### INSTRUCTIONS TO FOLLOW
Give back exactly the lines of the data below, starting with the line that has "let config: Config" and going on through the line that has "if let Some(parent)".
DATA FOR ANALYSIS START
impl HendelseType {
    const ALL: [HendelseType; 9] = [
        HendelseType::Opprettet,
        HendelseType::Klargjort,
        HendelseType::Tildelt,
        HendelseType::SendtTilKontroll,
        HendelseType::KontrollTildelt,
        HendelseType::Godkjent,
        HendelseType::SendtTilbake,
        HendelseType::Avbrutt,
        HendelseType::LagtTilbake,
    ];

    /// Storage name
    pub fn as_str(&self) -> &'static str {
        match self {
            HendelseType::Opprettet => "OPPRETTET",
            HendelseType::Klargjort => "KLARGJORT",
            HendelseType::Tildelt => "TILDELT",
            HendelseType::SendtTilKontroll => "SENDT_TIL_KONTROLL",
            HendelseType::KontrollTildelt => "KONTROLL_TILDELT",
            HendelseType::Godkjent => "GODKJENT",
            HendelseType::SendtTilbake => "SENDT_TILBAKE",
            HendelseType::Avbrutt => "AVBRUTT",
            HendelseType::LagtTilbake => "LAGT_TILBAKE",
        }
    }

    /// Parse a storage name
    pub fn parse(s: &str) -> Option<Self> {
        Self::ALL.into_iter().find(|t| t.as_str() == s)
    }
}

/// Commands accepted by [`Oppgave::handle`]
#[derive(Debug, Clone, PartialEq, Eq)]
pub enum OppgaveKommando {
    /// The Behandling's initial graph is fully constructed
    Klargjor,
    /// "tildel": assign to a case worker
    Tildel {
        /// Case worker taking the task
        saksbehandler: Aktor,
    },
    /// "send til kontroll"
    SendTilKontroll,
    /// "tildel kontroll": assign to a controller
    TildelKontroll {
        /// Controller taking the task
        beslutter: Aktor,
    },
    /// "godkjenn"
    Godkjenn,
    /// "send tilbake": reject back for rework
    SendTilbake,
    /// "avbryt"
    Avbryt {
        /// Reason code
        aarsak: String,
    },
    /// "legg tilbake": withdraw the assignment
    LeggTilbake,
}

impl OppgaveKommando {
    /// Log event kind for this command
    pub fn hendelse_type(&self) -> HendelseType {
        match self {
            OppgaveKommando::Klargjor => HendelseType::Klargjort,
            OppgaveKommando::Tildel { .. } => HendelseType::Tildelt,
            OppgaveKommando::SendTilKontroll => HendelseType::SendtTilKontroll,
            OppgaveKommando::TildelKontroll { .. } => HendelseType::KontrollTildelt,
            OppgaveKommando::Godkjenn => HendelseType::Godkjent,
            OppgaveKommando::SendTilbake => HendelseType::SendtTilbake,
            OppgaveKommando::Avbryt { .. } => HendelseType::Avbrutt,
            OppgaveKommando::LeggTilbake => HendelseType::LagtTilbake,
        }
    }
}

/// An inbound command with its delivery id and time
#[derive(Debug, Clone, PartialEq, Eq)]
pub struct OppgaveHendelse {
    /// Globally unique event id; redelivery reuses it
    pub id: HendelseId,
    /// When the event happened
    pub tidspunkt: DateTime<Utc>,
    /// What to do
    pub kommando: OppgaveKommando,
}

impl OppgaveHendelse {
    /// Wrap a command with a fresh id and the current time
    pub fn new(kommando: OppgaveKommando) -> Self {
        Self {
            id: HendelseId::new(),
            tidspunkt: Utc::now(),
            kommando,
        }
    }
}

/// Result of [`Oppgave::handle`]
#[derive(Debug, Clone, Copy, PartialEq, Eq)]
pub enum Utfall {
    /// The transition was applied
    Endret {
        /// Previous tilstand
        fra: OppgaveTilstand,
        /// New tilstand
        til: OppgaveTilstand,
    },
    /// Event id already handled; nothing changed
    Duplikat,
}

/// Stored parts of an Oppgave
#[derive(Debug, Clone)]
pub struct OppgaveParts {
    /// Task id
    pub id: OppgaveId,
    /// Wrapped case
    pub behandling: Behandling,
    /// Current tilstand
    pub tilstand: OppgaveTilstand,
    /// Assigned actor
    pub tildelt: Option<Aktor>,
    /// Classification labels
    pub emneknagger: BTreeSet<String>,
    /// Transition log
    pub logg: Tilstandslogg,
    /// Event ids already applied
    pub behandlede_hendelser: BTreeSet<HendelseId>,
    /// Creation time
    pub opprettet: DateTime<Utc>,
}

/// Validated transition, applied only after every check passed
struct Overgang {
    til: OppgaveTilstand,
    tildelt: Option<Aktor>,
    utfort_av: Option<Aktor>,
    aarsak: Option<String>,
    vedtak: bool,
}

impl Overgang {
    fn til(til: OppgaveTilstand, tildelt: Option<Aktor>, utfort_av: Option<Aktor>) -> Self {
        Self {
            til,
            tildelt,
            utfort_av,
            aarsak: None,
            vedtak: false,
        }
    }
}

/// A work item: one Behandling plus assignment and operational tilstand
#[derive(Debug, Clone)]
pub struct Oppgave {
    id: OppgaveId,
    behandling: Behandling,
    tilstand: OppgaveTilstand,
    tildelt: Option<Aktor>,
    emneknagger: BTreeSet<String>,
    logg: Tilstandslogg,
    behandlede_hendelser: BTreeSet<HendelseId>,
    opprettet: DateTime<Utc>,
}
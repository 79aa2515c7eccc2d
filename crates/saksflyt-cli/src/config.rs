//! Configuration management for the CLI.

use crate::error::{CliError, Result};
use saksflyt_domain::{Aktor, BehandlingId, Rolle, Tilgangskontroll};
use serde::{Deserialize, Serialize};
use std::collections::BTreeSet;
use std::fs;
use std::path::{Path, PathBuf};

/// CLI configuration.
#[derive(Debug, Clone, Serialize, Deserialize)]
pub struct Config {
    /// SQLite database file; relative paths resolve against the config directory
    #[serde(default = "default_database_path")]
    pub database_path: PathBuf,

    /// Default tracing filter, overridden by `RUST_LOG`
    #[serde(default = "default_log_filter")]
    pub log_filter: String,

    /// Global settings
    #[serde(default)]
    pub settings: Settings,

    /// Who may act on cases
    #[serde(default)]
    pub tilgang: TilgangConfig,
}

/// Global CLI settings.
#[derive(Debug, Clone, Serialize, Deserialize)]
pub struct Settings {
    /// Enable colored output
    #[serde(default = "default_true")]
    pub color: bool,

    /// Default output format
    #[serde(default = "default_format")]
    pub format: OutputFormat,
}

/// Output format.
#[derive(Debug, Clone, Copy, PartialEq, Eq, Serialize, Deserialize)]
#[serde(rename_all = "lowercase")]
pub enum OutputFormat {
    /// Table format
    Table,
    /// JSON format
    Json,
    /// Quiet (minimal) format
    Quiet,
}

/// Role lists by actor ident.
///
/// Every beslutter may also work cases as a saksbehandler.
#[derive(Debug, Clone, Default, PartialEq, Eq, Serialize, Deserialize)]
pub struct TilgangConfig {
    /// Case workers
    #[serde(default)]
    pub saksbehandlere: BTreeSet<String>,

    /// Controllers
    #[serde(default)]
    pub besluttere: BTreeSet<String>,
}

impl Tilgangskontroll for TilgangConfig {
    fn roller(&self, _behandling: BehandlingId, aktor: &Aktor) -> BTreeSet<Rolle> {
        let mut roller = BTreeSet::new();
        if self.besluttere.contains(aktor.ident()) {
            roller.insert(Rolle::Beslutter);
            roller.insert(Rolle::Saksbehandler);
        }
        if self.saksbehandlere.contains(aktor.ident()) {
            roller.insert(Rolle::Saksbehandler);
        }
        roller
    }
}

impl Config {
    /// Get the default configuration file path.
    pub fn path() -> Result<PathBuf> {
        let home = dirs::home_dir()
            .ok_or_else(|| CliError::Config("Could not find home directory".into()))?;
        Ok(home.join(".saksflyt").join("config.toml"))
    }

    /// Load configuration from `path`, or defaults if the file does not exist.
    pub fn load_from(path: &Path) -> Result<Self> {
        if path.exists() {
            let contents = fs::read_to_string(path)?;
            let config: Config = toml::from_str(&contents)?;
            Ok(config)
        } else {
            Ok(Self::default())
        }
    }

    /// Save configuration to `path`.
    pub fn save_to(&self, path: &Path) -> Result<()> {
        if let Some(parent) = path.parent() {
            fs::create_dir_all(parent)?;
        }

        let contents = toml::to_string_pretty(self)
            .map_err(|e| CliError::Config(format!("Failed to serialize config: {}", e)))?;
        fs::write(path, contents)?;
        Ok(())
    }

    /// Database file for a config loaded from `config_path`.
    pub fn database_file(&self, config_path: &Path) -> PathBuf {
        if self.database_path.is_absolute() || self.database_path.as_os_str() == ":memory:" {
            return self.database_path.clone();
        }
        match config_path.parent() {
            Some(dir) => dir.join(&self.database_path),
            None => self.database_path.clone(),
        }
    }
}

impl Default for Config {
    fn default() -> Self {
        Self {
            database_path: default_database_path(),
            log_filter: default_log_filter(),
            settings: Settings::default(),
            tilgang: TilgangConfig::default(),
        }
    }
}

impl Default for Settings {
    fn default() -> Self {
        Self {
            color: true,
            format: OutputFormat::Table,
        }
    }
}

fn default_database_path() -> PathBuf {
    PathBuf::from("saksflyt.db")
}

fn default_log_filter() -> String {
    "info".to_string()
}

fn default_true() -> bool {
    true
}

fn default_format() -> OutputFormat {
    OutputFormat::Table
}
DATA FOR ANALYSIS END
DATA FOR ANALYSIS START
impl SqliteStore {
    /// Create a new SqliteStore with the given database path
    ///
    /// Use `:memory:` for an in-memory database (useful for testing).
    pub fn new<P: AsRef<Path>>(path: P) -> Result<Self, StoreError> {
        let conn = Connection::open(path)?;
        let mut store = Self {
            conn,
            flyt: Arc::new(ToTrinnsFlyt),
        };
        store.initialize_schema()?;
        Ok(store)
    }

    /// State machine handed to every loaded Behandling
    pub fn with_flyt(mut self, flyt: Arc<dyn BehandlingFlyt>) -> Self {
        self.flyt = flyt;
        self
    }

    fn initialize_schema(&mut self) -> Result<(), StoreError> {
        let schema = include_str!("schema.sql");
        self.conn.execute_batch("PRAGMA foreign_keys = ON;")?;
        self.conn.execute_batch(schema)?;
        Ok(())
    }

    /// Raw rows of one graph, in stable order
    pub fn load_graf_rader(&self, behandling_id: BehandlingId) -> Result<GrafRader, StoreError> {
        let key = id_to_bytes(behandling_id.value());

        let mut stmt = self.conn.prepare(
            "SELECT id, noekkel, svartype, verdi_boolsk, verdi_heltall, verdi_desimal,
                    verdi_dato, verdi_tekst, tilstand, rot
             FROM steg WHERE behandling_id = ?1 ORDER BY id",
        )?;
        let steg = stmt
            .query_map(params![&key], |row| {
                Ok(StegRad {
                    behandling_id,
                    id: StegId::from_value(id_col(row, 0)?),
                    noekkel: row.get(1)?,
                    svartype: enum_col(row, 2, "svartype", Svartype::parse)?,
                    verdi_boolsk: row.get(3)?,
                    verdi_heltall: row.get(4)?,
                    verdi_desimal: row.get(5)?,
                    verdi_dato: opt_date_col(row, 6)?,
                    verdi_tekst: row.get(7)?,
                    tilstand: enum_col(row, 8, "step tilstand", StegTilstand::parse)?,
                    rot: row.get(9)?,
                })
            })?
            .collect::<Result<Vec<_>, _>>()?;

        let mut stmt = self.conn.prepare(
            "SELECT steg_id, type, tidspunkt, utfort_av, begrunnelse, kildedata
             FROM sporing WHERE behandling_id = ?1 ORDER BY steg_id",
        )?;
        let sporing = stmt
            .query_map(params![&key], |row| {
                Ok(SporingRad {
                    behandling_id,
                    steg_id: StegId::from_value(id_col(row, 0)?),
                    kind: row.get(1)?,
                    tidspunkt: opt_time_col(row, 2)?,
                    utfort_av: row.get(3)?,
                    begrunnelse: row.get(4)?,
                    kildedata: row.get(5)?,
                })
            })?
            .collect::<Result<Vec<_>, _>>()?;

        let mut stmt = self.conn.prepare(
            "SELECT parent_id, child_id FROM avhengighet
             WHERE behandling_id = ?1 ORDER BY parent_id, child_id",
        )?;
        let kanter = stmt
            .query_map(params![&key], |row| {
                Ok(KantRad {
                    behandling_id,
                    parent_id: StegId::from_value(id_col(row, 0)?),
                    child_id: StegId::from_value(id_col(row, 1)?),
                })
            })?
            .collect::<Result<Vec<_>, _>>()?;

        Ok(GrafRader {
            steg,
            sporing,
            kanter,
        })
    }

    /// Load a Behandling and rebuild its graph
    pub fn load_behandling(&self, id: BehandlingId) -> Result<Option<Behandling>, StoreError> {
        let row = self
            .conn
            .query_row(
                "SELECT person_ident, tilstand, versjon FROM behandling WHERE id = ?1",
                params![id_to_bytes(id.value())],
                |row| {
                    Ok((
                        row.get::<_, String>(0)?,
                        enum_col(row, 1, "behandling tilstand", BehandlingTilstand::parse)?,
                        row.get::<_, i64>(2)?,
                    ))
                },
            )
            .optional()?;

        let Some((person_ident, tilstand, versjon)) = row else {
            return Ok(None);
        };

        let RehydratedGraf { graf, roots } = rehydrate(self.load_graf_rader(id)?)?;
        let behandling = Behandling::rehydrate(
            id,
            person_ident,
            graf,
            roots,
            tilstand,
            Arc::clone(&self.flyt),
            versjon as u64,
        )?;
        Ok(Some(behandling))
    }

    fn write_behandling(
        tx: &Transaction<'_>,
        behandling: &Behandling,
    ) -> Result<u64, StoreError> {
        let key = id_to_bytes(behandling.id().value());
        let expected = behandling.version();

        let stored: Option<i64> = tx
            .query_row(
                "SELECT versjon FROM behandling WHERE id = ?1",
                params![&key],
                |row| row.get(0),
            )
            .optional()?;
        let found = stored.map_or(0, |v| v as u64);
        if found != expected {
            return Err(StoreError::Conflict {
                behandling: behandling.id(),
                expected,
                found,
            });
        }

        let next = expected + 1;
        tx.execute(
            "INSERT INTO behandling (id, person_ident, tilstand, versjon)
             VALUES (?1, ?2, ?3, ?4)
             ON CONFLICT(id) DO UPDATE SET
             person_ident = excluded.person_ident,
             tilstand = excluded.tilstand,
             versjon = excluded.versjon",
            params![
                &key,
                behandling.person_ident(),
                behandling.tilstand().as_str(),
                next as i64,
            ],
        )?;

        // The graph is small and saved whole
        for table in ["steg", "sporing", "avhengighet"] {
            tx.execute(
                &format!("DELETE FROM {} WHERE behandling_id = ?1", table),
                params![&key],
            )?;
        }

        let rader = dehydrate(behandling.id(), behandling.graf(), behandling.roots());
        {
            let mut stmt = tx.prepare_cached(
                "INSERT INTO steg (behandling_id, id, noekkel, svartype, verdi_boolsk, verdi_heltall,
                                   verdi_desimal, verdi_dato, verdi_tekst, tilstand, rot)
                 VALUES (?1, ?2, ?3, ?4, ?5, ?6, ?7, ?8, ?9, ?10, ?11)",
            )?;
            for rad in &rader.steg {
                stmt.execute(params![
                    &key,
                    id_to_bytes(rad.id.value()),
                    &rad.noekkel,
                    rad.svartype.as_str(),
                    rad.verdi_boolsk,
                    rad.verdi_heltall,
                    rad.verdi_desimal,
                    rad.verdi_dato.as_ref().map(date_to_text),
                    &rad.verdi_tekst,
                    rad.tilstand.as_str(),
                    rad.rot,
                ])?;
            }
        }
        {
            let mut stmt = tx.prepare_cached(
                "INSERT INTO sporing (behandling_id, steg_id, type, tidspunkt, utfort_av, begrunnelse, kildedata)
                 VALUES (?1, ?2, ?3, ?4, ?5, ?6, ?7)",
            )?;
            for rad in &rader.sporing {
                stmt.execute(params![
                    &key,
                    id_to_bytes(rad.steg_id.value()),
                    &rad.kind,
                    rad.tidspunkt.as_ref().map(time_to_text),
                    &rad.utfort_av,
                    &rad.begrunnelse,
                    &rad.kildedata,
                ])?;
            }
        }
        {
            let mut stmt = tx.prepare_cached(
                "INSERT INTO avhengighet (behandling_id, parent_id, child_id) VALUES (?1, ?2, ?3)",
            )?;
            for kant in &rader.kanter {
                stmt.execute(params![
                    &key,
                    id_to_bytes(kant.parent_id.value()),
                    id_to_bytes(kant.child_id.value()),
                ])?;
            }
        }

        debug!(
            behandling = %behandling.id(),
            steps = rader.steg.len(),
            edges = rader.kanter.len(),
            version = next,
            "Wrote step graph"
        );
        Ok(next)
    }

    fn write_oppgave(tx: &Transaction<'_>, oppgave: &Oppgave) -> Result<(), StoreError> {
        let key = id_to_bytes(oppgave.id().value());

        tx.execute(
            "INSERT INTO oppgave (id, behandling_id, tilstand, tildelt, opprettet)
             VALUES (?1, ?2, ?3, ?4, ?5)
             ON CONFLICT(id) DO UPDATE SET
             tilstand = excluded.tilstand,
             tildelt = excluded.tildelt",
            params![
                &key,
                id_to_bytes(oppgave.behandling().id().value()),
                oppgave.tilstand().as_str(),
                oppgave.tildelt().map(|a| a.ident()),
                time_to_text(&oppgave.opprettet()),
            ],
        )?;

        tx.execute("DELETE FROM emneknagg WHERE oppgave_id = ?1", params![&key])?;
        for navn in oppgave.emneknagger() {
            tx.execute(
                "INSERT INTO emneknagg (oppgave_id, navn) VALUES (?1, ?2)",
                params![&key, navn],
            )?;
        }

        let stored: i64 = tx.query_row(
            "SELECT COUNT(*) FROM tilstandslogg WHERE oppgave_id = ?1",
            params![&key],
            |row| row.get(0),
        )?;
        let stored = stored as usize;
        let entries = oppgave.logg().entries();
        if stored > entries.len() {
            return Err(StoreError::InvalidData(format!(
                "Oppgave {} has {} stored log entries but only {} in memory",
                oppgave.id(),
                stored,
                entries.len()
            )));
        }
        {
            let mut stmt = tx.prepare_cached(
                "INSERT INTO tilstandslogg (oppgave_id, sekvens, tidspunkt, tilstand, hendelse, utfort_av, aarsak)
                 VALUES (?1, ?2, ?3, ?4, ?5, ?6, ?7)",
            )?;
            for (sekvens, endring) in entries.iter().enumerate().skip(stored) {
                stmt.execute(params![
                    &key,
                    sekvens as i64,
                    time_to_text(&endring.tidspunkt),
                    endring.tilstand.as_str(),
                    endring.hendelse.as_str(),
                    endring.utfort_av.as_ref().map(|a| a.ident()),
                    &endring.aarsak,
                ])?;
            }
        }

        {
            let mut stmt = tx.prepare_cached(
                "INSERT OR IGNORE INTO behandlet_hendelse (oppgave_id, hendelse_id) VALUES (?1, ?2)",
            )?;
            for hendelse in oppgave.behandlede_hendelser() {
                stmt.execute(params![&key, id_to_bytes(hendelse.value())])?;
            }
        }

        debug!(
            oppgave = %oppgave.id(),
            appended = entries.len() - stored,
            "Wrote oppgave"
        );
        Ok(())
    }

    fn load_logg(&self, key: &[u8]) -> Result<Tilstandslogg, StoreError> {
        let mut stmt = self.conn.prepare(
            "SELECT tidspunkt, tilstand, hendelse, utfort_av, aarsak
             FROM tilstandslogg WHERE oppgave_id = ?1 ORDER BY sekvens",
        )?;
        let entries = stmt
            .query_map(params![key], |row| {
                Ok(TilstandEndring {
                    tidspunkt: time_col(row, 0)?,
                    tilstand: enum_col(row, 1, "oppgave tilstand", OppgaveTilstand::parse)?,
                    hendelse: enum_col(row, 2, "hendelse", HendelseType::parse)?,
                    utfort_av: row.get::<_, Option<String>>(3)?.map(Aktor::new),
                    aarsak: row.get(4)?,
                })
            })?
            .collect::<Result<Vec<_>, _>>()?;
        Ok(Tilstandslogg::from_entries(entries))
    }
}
DATA FOR ANALYSIS END
### RESULT OF THE TASK
            let config: Config = toml::from_str(&contents)?;
            Ok(config)
        } else {
            Ok(Self::default())
        }
    }

    /// Save configuration to `path`.
    pub fn save_to(&self, path: &Path) -> Result<()> {
        if let Some(parent) = path.parent() {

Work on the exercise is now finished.